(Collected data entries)
━━━━━━━━
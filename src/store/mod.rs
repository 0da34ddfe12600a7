// src/store/mod.rs

//! Persistence seams.
//!
//! Every component receives the repositories it needs at construction time.
//! `PgStore` backs production; `MemoryStore` backs local runs without a
//! database and the test suite. Both implementations share the same
//! semantics, including how the single-attempt policy is enforced.

pub mod memory;
pub mod postgres;

use std::sync::Arc;

use async_trait::async_trait;
use chrono::{DateTime, Utc};
use sqlx::PgPool;

use crate::{
    error::AppError,
    models::{
        assignment::{Assignment, NewAssignment, NewSubmission, Submission, SubmissionDetail},
        attempt::{Attempt, AttemptDetail, NewAttempt},
        faculty::{Faculty, NewFaculty},
        learner::{Learner, NewLearner},
        quiz::{NewQuiz, Quiz, QuizSummary},
    },
};

pub use memory::MemoryStore;
pub use postgres::PgStore;

/// Whether a learner may hold more than one attempt per quiz.
#[derive(Debug, Clone, Copy, PartialEq, Eq)]
pub enum AttemptPolicy {
    AllowRetakes,
    SingleAttempt,
}

impl AttemptPolicy {
    pub fn from_flag(allow_retakes: bool) -> Self {
        if allow_retakes {
            AttemptPolicy::AllowRetakes
        } else {
            AttemptPolicy::SingleAttempt
        }
    }
}

#[async_trait]
pub trait QuizRepository: Send + Sync {
    async fn insert_quiz(&self, quiz: NewQuiz) -> Result<Quiz, AppError>;

    /// Newest first.
    async fn list_quizzes(&self) -> Result<Vec<QuizSummary>, AppError>;

    async fn find_quiz(&self, id: i64) -> Result<Option<Quiz>, AppError>;
}

#[async_trait]
pub trait AttemptRepository: Send + Sync {
    /// Appends an attempt. Under `SingleAttempt` the check and the insert are
    /// one atomic step and a second attempt yields `AppError::Conflict`.
    async fn insert_attempt(
        &self,
        attempt: NewAttempt,
        policy: AttemptPolicy,
    ) -> Result<Attempt, AppError>;

    async fn find_attempt(&self, id: i64) -> Result<Option<Attempt>, AppError>;

    async fn attempts_for_learner(&self, learner_id: i64) -> Result<Vec<AttemptDetail>, AppError>;

    async fn attempts_for_quiz(&self, quiz_id: i64) -> Result<Vec<AttemptDetail>, AppError>;

    /// Ordered by submission time, newest first.
    async fn all_attempts(&self) -> Result<Vec<AttemptDetail>, AppError>;
}

/// The learner roster collaborator.
#[async_trait]
pub trait LearnerRoster: Send + Sync {
    /// Fails with `AppError::Conflict` when the email is already enrolled.
    async fn insert_learner(&self, learner: NewLearner) -> Result<Learner, AppError>;

    async fn list_learners(&self) -> Result<Vec<Learner>, AppError>;

    async fn count_learners(&self) -> Result<i64, AppError>;

    async fn find_learner(&self, id: i64) -> Result<Option<Learner>, AppError>;

    /// Removes the learner with their attempts and submissions.
    /// Returns `false` when no such learner existed.
    async fn delete_learner(&self, id: i64) -> Result<bool, AppError>;
}

/// Faculty accounts. Assignments name their author by faculty email.
#[async_trait]
pub trait FacultyRoster: Send + Sync {
    /// Fails with `AppError::Conflict` when the email is already registered.
    async fn insert_faculty(&self, faculty: NewFaculty) -> Result<Faculty, AppError>;

    async fn list_faculty(&self) -> Result<Vec<Faculty>, AppError>;

    async fn find_faculty_by_email(&self, email: &str) -> Result<Option<Faculty>, AppError>;

    /// Returns `false` when no such faculty member existed.
    /// Assignments they posted are kept.
    async fn delete_faculty(&self, id: i64) -> Result<bool, AppError>;
}

#[async_trait]
pub trait AssignmentRepository: Send + Sync {
    async fn insert_assignment(&self, assignment: NewAssignment) -> Result<Assignment, AppError>;

    /// Ordered by deadline, earliest first.
    async fn list_assignments(&self) -> Result<Vec<Assignment>, AppError>;

    async fn find_assignment(&self, id: i64) -> Result<Option<Assignment>, AppError>;

    /// Deadlines within `[from, to]`, earliest first.
    async fn assignments_due_between(
        &self,
        from: DateTime<Utc>,
        to: DateTime<Utc>,
    ) -> Result<Vec<Assignment>, AppError>;

    /// Fails with `AppError::Conflict` when the learner already submitted.
    async fn insert_submission(&self, submission: NewSubmission) -> Result<Submission, AppError>;

    async fn submissions_for_assignment(
        &self,
        assignment_id: i64,
    ) -> Result<Vec<SubmissionDetail>, AppError>;

    async fn submissions_for_learner(
        &self,
        learner_id: i64,
    ) -> Result<Vec<SubmissionDetail>, AppError>;
}

/// Handles to every repository, shared by all components.
#[derive(Clone)]
pub struct Store {
    pub quizzes: Arc<dyn QuizRepository>,
    pub attempts: Arc<dyn AttemptRepository>,
    pub learners: Arc<dyn LearnerRoster>,
    pub faculty: Arc<dyn FacultyRoster>,
    pub assignments: Arc<dyn AssignmentRepository>,
}

impl Store {
    pub fn postgres(pool: PgPool) -> Self {
        Self::from_backend(Arc::new(PgStore::new(pool)))
    }

    pub fn in_memory() -> Self {
        Self::from_backend(Arc::new(MemoryStore::default()))
    }

    fn from_backend<B>(backend: Arc<B>) -> Self
    where
        B: QuizRepository
            + AttemptRepository
            + LearnerRoster
            + FacultyRoster
            + AssignmentRepository
            + 'static,
    {
        Self {
            quizzes: backend.clone(),
            attempts: backend.clone(),
            learners: backend.clone(),
            faculty: backend.clone(),
            assignments: backend,
        }
    }
}
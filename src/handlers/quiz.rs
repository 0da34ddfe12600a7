// src/handlers/quiz.rs

use axum::{
    Json,
    extract::State,
    http::StatusCode,
    response::IntoResponse,
};

use crate::{
    error::AppError,
    extract::{AppJson, AppPath},
    models::{attempt::SubmitAttemptRequest, quiz::PublicQuiz},
    services::{attempts::AttemptLog, catalog::QuizCatalog},
};

/// Lists all quizzes (metadata only, questions omitted).
pub async fn list_quizzes(
    State(catalog): State<QuizCatalog>,
) -> Result<impl IntoResponse, AppError> {
    let quizzes = catalog.list_quizzes().await?;

    Ok(Json(quizzes))
}

/// Retrieves a quiz for a learner to take.
/// The answer key is stripped via `PublicQuiz`.
pub async fn get_quiz(
    State(catalog): State<QuizCatalog>,
    AppPath(id): AppPath<i64>,
) -> Result<impl IntoResponse, AppError> {
    let quiz = catalog.get_quiz(id).await?;

    Ok(Json(PublicQuiz::from(quiz)))
}

/// Submits a learner's answers for grading.
///
/// * Answers are matched to questions by position.
/// * The graded attempt is stored before the response is sent.
/// * Returns 201 Created with the score breakdown.
pub async fn submit_attempt(
    State(log): State<AttemptLog>,
    AppPath(quiz_id): AppPath<i64>,
    AppJson(req): AppJson<SubmitAttemptRequest>,
) -> Result<impl IntoResponse, AppError> {
    let result = log.submit(quiz_id, req).await?;

    Ok((StatusCode::CREATED, Json(result)))
}

/// Retrieves a single stored attempt.
pub async fn get_attempt(
    State(log): State<AttemptLog>,
    AppPath(id): AppPath<i64>,
) -> Result<impl IntoResponse, AppError> {
    let attempt = log.get_attempt(id).await?;

    Ok(Json(attempt))
}

/// Lists a learner's attempts joined with quiz metadata, newest first.
pub async fn learner_attempts(
    State(log): State<AttemptLog>,
    AppPath(learner_id): AppPath<i64>,
) -> Result<impl IntoResponse, AppError> {
    let attempts = log.attempts_for_learner(learner_id).await?;

    Ok(Json(attempts))
}
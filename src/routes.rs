// src/routes.rs

use axum::{
    Router,
    http::{HeaderValue, Method, header},
    routing::{delete, get, post},
};
use tower_http::{cors::CorsLayer, services::ServeDir, trace::TraceLayer};

use crate::{
    handlers::{admin, assignment, quiz},
    state::AppState,
};

/// Assembles the main application router.
///
/// * Merges all sub-routers (quizzes, attempts, learners, assignments, admin).
/// * Applies global middleware (Trace, CORS).
/// * Serves the static frontend as the fallback when `STATIC_DIR` is set.
pub fn create_router(state: AppState) -> Router {
    let origins = [
        HeaderValue::from_static("http://localhost:3000"),
        HeaderValue::from_static("http://127.0.0.1:3000"),
    ];

    let cors = CorsLayer::new()
        .allow_origin(origins)
        .allow_methods([Method::GET, Method::POST, Method::DELETE])
        .allow_headers([header::CONTENT_TYPE]);

    let quiz_routes = Router::new()
        .route("/", get(quiz::list_quizzes))
        .route("/{id}", get(quiz::get_quiz))
        .route("/{id}/attempts", post(quiz::submit_attempt));

    let learner_routes = Router::new()
        .route("/{id}/attempts", get(quiz::learner_attempts))
        .route("/{id}/submissions", get(assignment::learner_submissions));

    let assignment_routes = Router::new()
        .route("/", get(assignment::list_assignments))
        .route("/{id}/submissions", post(assignment::submit_assignment));

    // Identity and role checks belong to the session collaborator in front of this service.
    let admin_routes = Router::new()
        .route("/quizzes", post(admin::create_quiz))
        .route("/quizzes/{id}", get(admin::get_quiz))
        .route("/quizzes/{id}/analytics", get(admin::quiz_analytics))
        .route("/quizzes/{id}/attempts", get(admin::quiz_attempts))
        .route("/attempts", get(admin::list_attempts))
        .route(
            "/learners",
            get(admin::list_learners).post(admin::create_learner),
        )
        .route(
            "/learners/{id}",
            get(admin::get_learner).delete(admin::delete_learner),
        )
        .route(
            "/faculty",
            get(admin::list_faculty).post(admin::create_faculty),
        )
        .route("/faculty/{id}", delete(admin::delete_faculty))
        .route("/assignments", post(admin::create_assignment))
        .route(
            "/assignments/{id}/submissions",
            get(admin::assignment_submissions),
        )
        .route("/assignments/{id}/stats", get(admin::assignment_stats))
        .route("/reminders", get(admin::pending_reminders));

    let mut router = Router::new()
        .route("/health", get(|| async { "ok" }))
        .nest("/api/quizzes", quiz_routes)
        .route("/api/attempts/{id}", get(quiz::get_attempt))
        .nest("/api/learners", learner_routes)
        .nest("/api/assignments", assignment_routes)
        .nest("/api/admin", admin_routes);

    if let Some(dir) = &state.config.static_dir {
        router = router.fallback_service(ServeDir::new(dir));
    }

    router
        // Global Middleware (applied from outside in)
        .layer(TraceLayer::new_for_http())
        .layer(cors)
        .with_state(state)
}
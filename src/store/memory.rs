// src/store/memory.rs

use std::collections::BTreeMap;

use async_trait::async_trait;
use chrono::{DateTime, Utc};
use sqlx::types::Json;
use tokio::sync::RwLock;

use crate::{
    error::AppError,
    models::{
        assignment::{Assignment, NewAssignment, NewSubmission, Submission, SubmissionDetail},
        attempt::{Attempt, AttemptDetail, NewAttempt},
        faculty::{Faculty, NewFaculty},
        learner::{Learner, NewLearner},
        quiz::{NewQuiz, Quiz, QuizSummary},
    },
    store::{
        AssignmentRepository, AttemptPolicy, AttemptRepository, FacultyRoster, LearnerRoster,
        QuizRepository,
    },
};

/// Process-local store. Every write takes the single write lock, so
/// check-then-insert sequences are atomic.
#[derive(Default)]
pub struct MemoryStore {
    tables: RwLock<Tables>,
}

#[derive(Default)]
struct Tables {
    last_id: i64,
    quizzes: BTreeMap<i64, Quiz>,
    attempts: BTreeMap<i64, Attempt>,
    learners: BTreeMap<i64, Learner>,
    faculty: BTreeMap<i64, Faculty>,
    assignments: BTreeMap<i64, Assignment>,
    submissions: BTreeMap<i64, Submission>,
}

impl Tables {
    fn next_id(&mut self) -> i64 {
        self.last_id += 1;
        self.last_id
    }

    fn attempt_detail(&self, attempt: &Attempt) -> Option<AttemptDetail> {
        let quiz = self.quizzes.get(&attempt.quiz_id)?;
        let learner = self.learners.get(&attempt.learner_id)?;
        Some(AttemptDetail {
            attempt: attempt.clone(),
            quiz_title: quiz.title.clone(),
            quiz_total_points: quiz.total_points,
            quiz_time_limit: quiz.time_limit,
            learner_name: learner.name.clone(),
            learner_email: learner.email.clone(),
        })
    }

    fn attempt_details<F>(&self, keep: F) -> Vec<AttemptDetail>
    where
        F: Fn(&Attempt) -> bool,
    {
        let mut details: Vec<AttemptDetail> = self
            .attempts
            .values()
            .filter(|a| keep(*a))
            .filter_map(|a| self.attempt_detail(a))
            .collect();
        details.sort_by(|a, b| {
            (b.attempt.submitted_at, b.attempt.id).cmp(&(a.attempt.submitted_at, a.attempt.id))
        });
        details
    }

    fn submission_details<F>(&self, keep: F) -> Vec<SubmissionDetail>
    where
        F: Fn(&Submission) -> bool,
    {
        let mut details: Vec<SubmissionDetail> = self
            .submissions
            .values()
            .filter(|s| keep(*s))
            .filter_map(|s| {
                let assignment = self.assignments.get(&s.assignment_id)?;
                let learner = self.learners.get(&s.learner_id)?;
                Some(SubmissionDetail {
                    submission: s.clone(),
                    assignment_title: assignment.title.clone(),
                    assignment_deadline: assignment.deadline,
                    learner_name: learner.name.clone(),
                    learner_email: learner.email.clone(),
                })
            })
            .collect();
        details.sort_by(|a, b| {
            (b.submission.submitted_at, b.submission.id)
                .cmp(&(a.submission.submitted_at, a.submission.id))
        });
        details
    }
}

#[async_trait]
impl QuizRepository for MemoryStore {
    async fn insert_quiz(&self, quiz: NewQuiz) -> Result<Quiz, AppError> {
        let mut tables = self.tables.write().await;
        let id = tables.next_id();
        let stored = Quiz {
            id,
            title: quiz.title,
            description: quiz.description,
            created_by: quiz.created_by,
            questions: Json(quiz.questions),
            total_points: quiz.total_points,
            time_limit: quiz.time_limit,
            created_at: Utc::now(),
        };
        tables.quizzes.insert(id, stored.clone());
        Ok(stored)
    }

    async fn list_quizzes(&self) -> Result<Vec<QuizSummary>, AppError> {
        let tables = self.tables.read().await;
        let mut summaries: Vec<QuizSummary> = tables.quizzes.values().map(QuizSummary::from).collect();
        summaries.sort_by(|a, b| (b.created_at, b.id).cmp(&(a.created_at, a.id)));
        Ok(summaries)
    }

    async fn find_quiz(&self, id: i64) -> Result<Option<Quiz>, AppError> {
        Ok(self.tables.read().await.quizzes.get(&id).cloned())
    }
}

#[async_trait]
impl AttemptRepository for MemoryStore {
    async fn insert_attempt(
        &self,
        attempt: NewAttempt,
        policy: AttemptPolicy,
    ) -> Result<Attempt, AppError> {
        let mut tables = self.tables.write().await;

        if !tables.quizzes.contains_key(&attempt.quiz_id) {
            return Err(AppError::NotFound("Quiz not found".to_string()));
        }
        if !tables.learners.contains_key(&attempt.learner_id) {
            return Err(AppError::NotFound("Learner not found".to_string()));
        }

        if policy == AttemptPolicy::SingleAttempt
            && tables
                .attempts
                .values()
                .any(|a| a.learner_id == attempt.learner_id && a.quiz_id == attempt.quiz_id)
        {
            return Err(AppError::Conflict(
                "Quiz already attempted by this learner".to_string(),
            ));
        }

        let id = tables.next_id();
        let stored = Attempt {
            id,
            learner_id: attempt.learner_id,
            quiz_id: attempt.quiz_id,
            answers: Json(attempt.answers),
            total_score: attempt.total_score,
            percentage: attempt.percentage,
            started_at: attempt.started_at,
            submitted_at: attempt.submitted_at,
            time_spent_secs: attempt.time_spent_secs,
        };
        tables.attempts.insert(id, stored.clone());
        Ok(stored)
    }

    async fn find_attempt(&self, id: i64) -> Result<Option<Attempt>, AppError> {
        Ok(self.tables.read().await.attempts.get(&id).cloned())
    }

    async fn attempts_for_learner(&self, learner_id: i64) -> Result<Vec<AttemptDetail>, AppError> {
        let tables = self.tables.read().await;
        Ok(tables.attempt_details(|a| a.learner_id == learner_id))
    }

    async fn attempts_for_quiz(&self, quiz_id: i64) -> Result<Vec<AttemptDetail>, AppError> {
        let tables = self.tables.read().await;
        Ok(tables.attempt_details(|a| a.quiz_id == quiz_id))
    }

    async fn all_attempts(&self) -> Result<Vec<AttemptDetail>, AppError> {
        let tables = self.tables.read().await;
        Ok(tables.attempt_details(|_| true))
    }
}

#[async_trait]
impl LearnerRoster for MemoryStore {
    async fn insert_learner(&self, learner: NewLearner) -> Result<Learner, AppError> {
        let mut tables = self.tables.write().await;

        if tables.learners.values().any(|l| l.email == learner.email) {
            return Err(AppError::Conflict(format!(
                "Email '{}' is already enrolled",
                learner.email
            )));
        }

        let id = tables.next_id();
        let stored = Learner {
            id,
            name: learner.name,
            email: learner.email,
            department: learner.department,
            created_at: Utc::now(),
        };
        tables.learners.insert(id, stored.clone());
        Ok(stored)
    }

    async fn list_learners(&self) -> Result<Vec<Learner>, AppError> {
        Ok(self.tables.read().await.learners.values().cloned().collect())
    }

    async fn count_learners(&self) -> Result<i64, AppError> {
        Ok(self.tables.read().await.learners.len() as i64)
    }

    async fn find_learner(&self, id: i64) -> Result<Option<Learner>, AppError> {
        Ok(self.tables.read().await.learners.get(&id).cloned())
    }

    async fn delete_learner(&self, id: i64) -> Result<bool, AppError> {
        let mut tables = self.tables.write().await;
        if tables.learners.remove(&id).is_none() {
            return Ok(false);
        }
        tables.attempts.retain(|_, a| a.learner_id != id);
        tables.submissions.retain(|_, s| s.learner_id != id);
        Ok(true)
    }
}

#[async_trait]
impl FacultyRoster for MemoryStore {
    async fn insert_faculty(&self, faculty: NewFaculty) -> Result<Faculty, AppError> {
        let mut tables = self.tables.write().await;

        if tables.faculty.values().any(|f| f.email == faculty.email) {
            return Err(AppError::Conflict(format!(
                "Faculty '{}' is already registered",
                faculty.email
            )));
        }

        let id = tables.next_id();
        let stored = Faculty {
            id,
            name: faculty.name,
            email: faculty.email,
            department: faculty.department,
            created_at: Utc::now(),
        };
        tables.faculty.insert(id, stored.clone());
        Ok(stored)
    }

    async fn list_faculty(&self) -> Result<Vec<Faculty>, AppError> {
        Ok(self.tables.read().await.faculty.values().cloned().collect())
    }

    async fn find_faculty_by_email(&self, email: &str) -> Result<Option<Faculty>, AppError> {
        let tables = self.tables.read().await;
        Ok(tables.faculty.values().find(|f| f.email == email).cloned())
    }

    async fn delete_faculty(&self, id: i64) -> Result<bool, AppError> {
        Ok(self.tables.write().await.faculty.remove(&id).is_some())
    }
}

#[async_trait]
impl AssignmentRepository for MemoryStore {
    async fn insert_assignment(&self, assignment: NewAssignment) -> Result<Assignment, AppError> {
        let mut tables = self.tables.write().await;
        let id = tables.next_id();
        let stored = Assignment {
            id,
            title: assignment.title,
            description: assignment.description,
            deadline: assignment.deadline,
            created_by: assignment.created_by,
            created_at: Utc::now(),
        };
        tables.assignments.insert(id, stored.clone());
        Ok(stored)
    }

    async fn list_assignments(&self) -> Result<Vec<Assignment>, AppError> {
        let tables = self.tables.read().await;
        let mut assignments: Vec<Assignment> = tables.assignments.values().cloned().collect();
        assignments.sort_by_key(|a| (a.deadline, a.id));
        Ok(assignments)
    }

    async fn find_assignment(&self, id: i64) -> Result<Option<Assignment>, AppError> {
        Ok(self.tables.read().await.assignments.get(&id).cloned())
    }

    async fn assignments_due_between(
        &self,
        from: DateTime<Utc>,
        to: DateTime<Utc>,
    ) -> Result<Vec<Assignment>, AppError> {
        let tables = self.tables.read().await;
        let mut due: Vec<Assignment> = tables
            .assignments
            .values()
            .filter(|a| a.deadline >= from && a.deadline <= to)
            .cloned()
            .collect();
        due.sort_by_key(|a| (a.deadline, a.id));
        Ok(due)
    }

    async fn insert_submission(&self, submission: NewSubmission) -> Result<Submission, AppError> {
        let mut tables = self.tables.write().await;

        if !tables.assignments.contains_key(&submission.assignment_id) {
            return Err(AppError::NotFound("Assignment not found".to_string()));
        }
        if !tables.learners.contains_key(&submission.learner_id) {
            return Err(AppError::NotFound("Learner not found".to_string()));
        }
        if tables.submissions.values().any(|s| {
            s.learner_id == submission.learner_id && s.assignment_id == submission.assignment_id
        }) {
            return Err(AppError::Conflict(
                "Assignment already submitted by this learner".to_string(),
            ));
        }

        let id = tables.next_id();
        let stored = Submission {
            id,
            learner_id: submission.learner_id,
            assignment_id: submission.assignment_id,
            content: submission.content,
            status: "submitted".to_string(),
            submitted_at: Utc::now(),
        };
        tables.submissions.insert(id, stored.clone());
        Ok(stored)
    }

    async fn submissions_for_assignment(
        &self,
        assignment_id: i64,
    ) -> Result<Vec<SubmissionDetail>, AppError> {
        let tables = self.tables.read().await;
        Ok(tables.submission_details(|s| s.assignment_id == assignment_id))
    }

    async fn submissions_for_learner(
        &self,
        learner_id: i64,
    ) -> Result<Vec<SubmissionDetail>, AppError> {
        let tables = self.tables.read().await;
        Ok(tables.submission_details(|s| s.learner_id == learner_id))
    }
}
━━━━━━━━
▶ [ASSIGNED TASK]:
For the string "when", search the preceding data and copy every line that includes it.

▶ [TASK SOLUTION]:
    /// Fails with `AppError::Conflict` when the email is already enrolled.
    /// Returns `false` when no such learner existed.
    /// Fails with `AppError::Conflict` when the email is already registered.
    /// Returns `false` when no such faculty member existed.
    /// Fails with `AppError::Conflict` when the learner already submitted.
/// * Serves the static frontend as the fallback when `STATIC_DIR` is set.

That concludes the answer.